Part of me acted the dutiful tourist, asking questions and absorbing historical information about this ancient Roman site dating back at least to the time of Hadrian, my apparent namesake. We stepped carefully among stones built into the Fourvière hillside, easing down to the amphitheater beneath a bald sky. I barely saw the ruins; I was trying to figure out what I was feeling, what exactly my body was turning inside out, starting with the space behind my navel and twisting like a rag. When my sister and I were girls, we had a way we liked to eat oranges. Our mother would slice them in half. Using our mouths, we would gnaw out the juice and the pulp until both were almost gone. Then we would turn the oranges inside out to eat the remaining sections, which still had some flavor but much less juice. Finished, turned—convex white pith, concave orange skin, and shaped like a breast—that was the sensation. How could a touch that hadn’t yet materialized make me feel simultaneously empty and full?

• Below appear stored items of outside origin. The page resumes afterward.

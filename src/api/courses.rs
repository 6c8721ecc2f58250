use axum::{
    extract::{Path, State},
    http::StatusCode,
    routing::get,
    Json, Router,
};
use uuid::Uuid;

use crate::api::errors::ApiError;
use crate::api::guards::{require_course_owner, CurrentLecturer};
use crate::core::state::AppState;
use crate::core::time::{format_primitive, primitive_now_utc};
use crate::db::models::Course;
use crate::repositories;
use crate::schemas::assignment::AssignmentResponse;
use crate::schemas::course::{CourseCreate, CourseResponse};
use crate::schemas::lesson::LessonResponse;
use crate::schemas::user::UserResponse;
use crate::schemas::DetailResponse;

pub(crate) fn router() -> Router<AppState> {
    Router::new()
        .route("/courses", get(list_courses).post(create_course))
        .route("/courses/:course_id", get(get_course).delete(delete_course))
}

async fn create_course(
    CurrentLecturer(lecturer): CurrentLecturer,
    State(state): State<AppState>,
    Json(payload): Json<CourseCreate>,
) -> Result<(StatusCode, Json<CourseResponse>), ApiError> {
    if payload.name.trim().is_empty() {
        return Err(ApiError::BadRequest("Course name must not be empty".to_string()));
    }

    let now = primitive_now_utc();
    // The creating lecturer becomes the owner; there is no cross-lecturer
    // course creation.
    let course = repositories::courses::create(
        state.db(),
        repositories::courses::CreateCourse {
            id: &Uuid::new_v4().to_string(),
            name: payload.name.trim(),
            description: &payload.description,
            teacher_id: &lecturer.id,
            created_at: now,
            updated_at: now,
        },
    )
    .await
    .map_err(|e| ApiError::internal(e, "Failed to create course"))?;

    let response = hydrate_course(&state, course).await?;
    Ok((StatusCode::CREATED, Json(response)))
}

async fn list_courses(
    State(state): State<AppState>,
) -> Result<Json<Vec<CourseResponse>>, ApiError> {
    let courses = repositories::courses::list_all(state.db())
        .await
        .map_err(|e| ApiError::internal(e, "Failed to list courses"))?;

    let mut response = Vec::with_capacity(courses.len());
    for course in courses {
        response.push(hydrate_course(&state, course).await?);
    }

    Ok(Json(response))
}

async fn get_course(
    Path(course_id): Path<String>,
    State(state): State<AppState>,
) -> Result<Json<CourseResponse>, ApiError> {
    let course = repositories::courses::find_by_id(state.db(), &course_id)
        .await
        .map_err(|e| ApiError::internal(e, "Failed to fetch course"))?
        .ok_or_else(|| ApiError::NotFound("Course not found".to_string()))?;

    Ok(Json(hydrate_course(&state, course).await?))
}

async fn delete_course(
    Path(course_id): Path<String>,
    CurrentLecturer(lecturer): CurrentLecturer,
    State(state): State<AppState>,
) -> Result<Json<DetailResponse>, ApiError> {
    require_course_owner(&state, &lecturer, &course_id).await?;

    let deleted = repositories::courses::delete(state.db(), &course_id)
        .await
        .map_err(|e| ApiError::internal(e, "Failed to delete course"))?;

    if !deleted {
        return Err(ApiError::NotFound("Course not found".to_string()));
    }

    tracing::info!(
        lecturer_id = %lecturer.id,
        course_id = %course_id,
        action = "course_delete",
        "Lecturer deleted course"
    );

    Ok(Json(DetailResponse {
        detail: format!("Course {course_id} has been deleted successfully."),
    }))
}

/// Assembles the catalog read shape: course row plus its teacher, lessons,
/// assignments and enrolled students.
pub(crate) async fn hydrate_course(
    state: &AppState,
    course: Course,
) -> Result<CourseResponse, ApiError> {
    let teacher = repositories::users::find_by_id(state.db(), &course.teacher_id)
        .await
        .map_err(|e| ApiError::internal(e, "Failed to fetch course teacher"))?
        .ok_or_else(|| ApiError::Internal("Course teacher missing".to_string()))?;

    let lessons = repositories::lessons::list_by_course(state.db(), &course.id)
        .await
        .map_err(|e| ApiError::internal(e, "Failed to fetch course lessons"))?;

    let assignments = repositories::assignments::list_by_course(state.db(), &course.id)
        .await
        .map_err(|e| ApiError::internal(e, "Failed to fetch course assignments"))?;

    let students = repositories::enrollments::list_students_for_course(state.db(), &course.id)
        .await
        .map_err(|e| ApiError::internal(e, "Failed to fetch enrolled students"))?;

    Ok(CourseResponse {
        id: course.id,
        name: course.name,
        description: course.description,
        teacher: UserResponse::from_db(teacher),
        lessons: lessons.into_iter().map(LessonResponse::from_db).collect(),
        assignments: assignments.into_iter().map(AssignmentResponse::from_db).collect(),
        students: students.into_iter().map(UserResponse::from_db).collect(),
        created_at: format_primitive(course.created_at),
    })
}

J invited me to his apartment in a housing development of multiple buildings. Silent in the partially exposed cement stairwell, we passed over triangles of sunlight and shade. Outside his living room window, I noticed J’s neighbors had also closed their metal shutters to keep out the day’s heat. His apartment struck me as spare and functional, not because of any aesthetic, but because of an unnameable feeling. The sorrow of bachelors, of men with overgrown fingernails who don’t know how to, or don’t care to, groom themselves. Some may be waiting for a woman’s help. When J went to the bathroom, I peeked in the refrigerator. Ham in those strange plastic packets French people have, and a crescent of cantaloupe. Shelf-stable milk, a bottle of Volvic. Nothing else. The aloneness marked by that pristine, empty refrigerator nearly devastated me.

He showed me holiday pictures of his kids, a son and a daughter, as children and as teens. They were handsome, tanned, and younger than I was, but not by much. The Tour de France was on TV, and we watched Lance Armstrong dominate the pack of cyclists teeming behind him. The cyclists navigated a brutal phase of the tour, grinding themselves up a mountain that ground them down. J had done some cycling. Armstrong was cheating, he said. His achievements were impossible without drugs—this assessment a decade before Armstrong’s star fell.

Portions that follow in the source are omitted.